Non, j’ai travaillé sur beaucoup de disques pour Closer mais je n’ai jamais pensé à sortir John Wayne Supermarket sur ce label parce que j’avais des titres en français et que la règle d’or chez Closer a toujours été : pas de chansons en Français. Il y a suffisamment de bons groupes qui chantent en anglais… et puis je ne participe pas à un label en pensant à sortir mes chansons. En fait je m’en moque un peu de mes ritournelles… ce sont deux univers différents. Après, c’est effectivement relativement limitatif ce genre de décret, « surtout ne pas chanter en français », mais pourquoi pas… Le rock’n’roll c’est évident que c’est mieux quand c’est chanté dans la langue de Chuck Berry ! On dira que c’est une règle historique que je respecte. Ceci-dit, je crois que Philippe aurait pu craquer pour des groupes comme les Soucoupes Violentes par exemple… Il faudra lui en parler !
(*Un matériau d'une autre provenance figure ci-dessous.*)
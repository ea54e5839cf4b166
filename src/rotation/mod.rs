//! Used-image tracking and daily rotation

pub mod error;
pub mod gate;
pub mod orchestrator;
pub mod record;
pub mod selection;
pub mod store;

pub use error::RotationError;
pub use orchestrator::{Rotation, RunOutcome};
pub use store::RecordStore;
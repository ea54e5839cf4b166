use anyhow::{Context, Result};
use std::path::{Path, PathBuf};

/// Centralized path management for dailywall

/// Get the dailywall config directory
pub fn dailywall_config_dir() -> Result<PathBuf> {
    Ok(dirs::config_dir()
        .context("Unable to determine user config directory")?
        .join("dailywall"))
}

/// Get the dailywall data directory
pub fn dailywall_data_dir() -> PathBuf {
    data_dir().join("dailywall")
}

/// Default directory holding the per-device usage records
pub fn default_storage_dir() -> PathBuf {
    dailywall_data_dir().join("used_images")
}

/// Default location of the composited wallpaper
pub fn default_output_path() -> PathBuf {
    data_dir().join("backgrounds").join("dailywall.jpg")
}

fn data_dir() -> PathBuf {
    dirs::data_dir().unwrap_or_else(|| {
        let home = dirs::home_dir().unwrap_or_else(|| PathBuf::from("~"));
        home.join(".local/share")
    })
}

/// Expand a leading `~` and environment variables in a configured path
pub fn expand_path(path: &Path) -> PathBuf {
    let raw = path.to_string_lossy();
    match shellexpand::full(&raw) {
        Ok(expanded) => PathBuf::from(expanded.as_ref()),
        Err(_) => PathBuf::from(shellexpand::tilde(&raw).as_ref()),
    }
}
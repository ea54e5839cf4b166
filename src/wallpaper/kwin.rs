use anyhow::{Context, Result};
use std::fs;
use std::path::Path;
use std::process::Command;

const APPLETS_RC: &str = "plasma-org.kde.plasma.desktop-appletsrc";

pub fn apply_wallpaper(path: &Path) -> Result<()> {
    let abs_path = path
        .canonicalize()
        .context("Failed to resolve absolute path for wallpaper")?;
    let path_str = abs_path.to_string_lossy();

    if which::which("plasma-apply-wallpaperimage").is_ok()
        && Command::new("plasma-apply-wallpaperimage")
            .arg(&*path_str)
            .status()
            .map(|s| s.success())
            .unwrap_or(false)
    {
        return Ok(());
    }

    let script = plasma_script(&path_str);
    if ["qdbus6", "qdbus", "qdbus-qt5"]
        .into_iter()
        .any(|qdbus| evaluate_in_plasmashell(qdbus, &script))
    {
        return Ok(());
    }

    // No running shell to talk to: edit the config plasma reads on startup
    let rc_path = dirs::config_dir()
        .context("Unable to determine user config directory")?
        .join(APPLETS_RC);
    rewrite_appletsrc(&rc_path, &abs_path).context(
        "Failed to set KDE wallpaper: plasma-apply-wallpaperimage, qdbus and appletsrc all failed",
    )
}

/// Plasma desktop script that sets `image` on every containment.
fn plasma_script(image: &str) -> String {
    let escaped = image.replace('\\', "\\\\").replace('"', "\\\"");
    let image_line = format!("  desktop.writeConfig(\"Image\", \"file://{}\");", escaped);
    [
        "for (const desktop of desktops()) {",
        "  desktop.wallpaperPlugin = \"org.kde.image\";",
        "  desktop.currentConfigGroup = [\"Wallpaper\", \"org.kde.image\", \"General\"];",
        image_line.as_str(),
        "}",
    ]
    .join("\n")
}

/// Run `script` in the live plasmashell through one of the qdbus front-ends.
fn evaluate_in_plasmashell(qdbus: &str, script: &str) -> bool {
    Command::new(qdbus)
        .arg("org.kde.plasmashell")
        .arg("/PlasmaShell")
        .arg("org.kde.PlasmaShell.evaluateScript")
        .arg(script)
        .output()
        .is_ok_and(|output| output.status.success())
}

/// Point every `Image=` entry of the applets config at `image`.
fn rewrite_appletsrc(rc_path: &Path, image: &Path) -> Result<()> {
    let contents = fs::read_to_string(rc_path)
        .with_context(|| format!("reading {}", rc_path.display()))?;

    let (updated, replaced) = replace_image_lines(&contents, image);
    if replaced == 0 {
        anyhow::bail!("no Image= entry in {}", rc_path.display());
    }

    fs::write(rc_path, updated).with_context(|| format!("writing {}", rc_path.display()))?;
    Ok(())
}

fn replace_image_lines(contents: &str, image: &Path) -> (String, usize) {
    let mut replaced = 0;
    let mut out = String::with_capacity(contents.len());
    for line in contents.lines() {
        if line.starts_with("Image=") {
            out.push_str(&format!("Image=file://{}", image.display()));
            replaced += 1;
        } else {
            out.push_str(line);
        }
        out.push('\n');
    }
    (out, replaced)
}
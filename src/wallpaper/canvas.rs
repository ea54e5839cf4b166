//! Full-desktop wallpaper canvas
//!
//! One RGB image the size of the whole desktop; each screen's pick is
//! stretched to exactly cover that screen's rectangle.

use image::imageops::{self, FilterType};
use image::{Rgb, RgbImage};
use std::fs;
use std::path::Path;

use super::screen::{Resolution, Screen};
use crate::rotation::error::RotationError;

pub struct Canvas {
    image: RgbImage,
}

impl Canvas {
    pub fn new(resolution: Resolution) -> Self {
        Self {
            image: RgbImage::from_pixel(resolution.width, resolution.height, Rgb([0, 0, 0])),
        }
    }

    /// Stretch the image at `image_path` over `screen`, ignoring aspect ratio.
    /// Parts of the screen outside the canvas are clipped.
    pub fn paint(&mut self, image_path: &Path, screen: &Screen) -> Result<(), RotationError> {
        let source = image::open(image_path).map_err(|source| RotationError::Image {
            path: image_path.to_path_buf(),
            source,
        })?;

        let resized = source
            .resize_exact(screen.width, screen.height, FilterType::Triangle)
            .to_rgb8();
        imageops::replace(
            &mut self.image,
            &resized,
            i64::from(screen.x_offset),
            i64::from(screen.y_offset),
        );
        Ok(())
    }

    /// Write the canvas; the format follows the file extension.
    pub fn save(&self, path: &Path) -> Result<(), RotationError> {
        if let Some(parent) = path.parent().filter(|p| !p.as_os_str().is_empty()) {
            fs::create_dir_all(parent).map_err(|e| RotationError::storage(parent, e))?;
        }
        self.image.save(path).map_err(|source| RotationError::Image {
            path: path.to_path_buf(),
            source,
        })
    }

    #[cfg(test)]
    pub fn pixel(&self, x: u32, y: u32) -> [u8; 3] {
        self.image.get_pixel(x, y).0
    }
}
A partir de 2013, quand Closer se relance il y a beaucoup de rééditions de la première époque de Closer comme les Barracudas, les Dum Dum Boys et autres…
Cela faisait parti du cahier des charges et cela permettait à certains disques ou artistes, qui avaient été connus de revenir (un peu) sur le devant de la scène. Et puis ces albums assez mythiques étaient épuisés ! C’était bien que de nouvelles personnes puissent les découvrir ! J’aime bien le respect des anciens…
Le troisième volet des compilations Closer vient de sortir « Eyes on You vol 3 ». Il y a beaucoup de groupes habitués de Closer et puis il y a des groupes comme les Dynamite Shakers ou les Doum Doum Lovers et 22 Pistepirkko qui n’est pas un groupe que l’on imaginait chez Closer.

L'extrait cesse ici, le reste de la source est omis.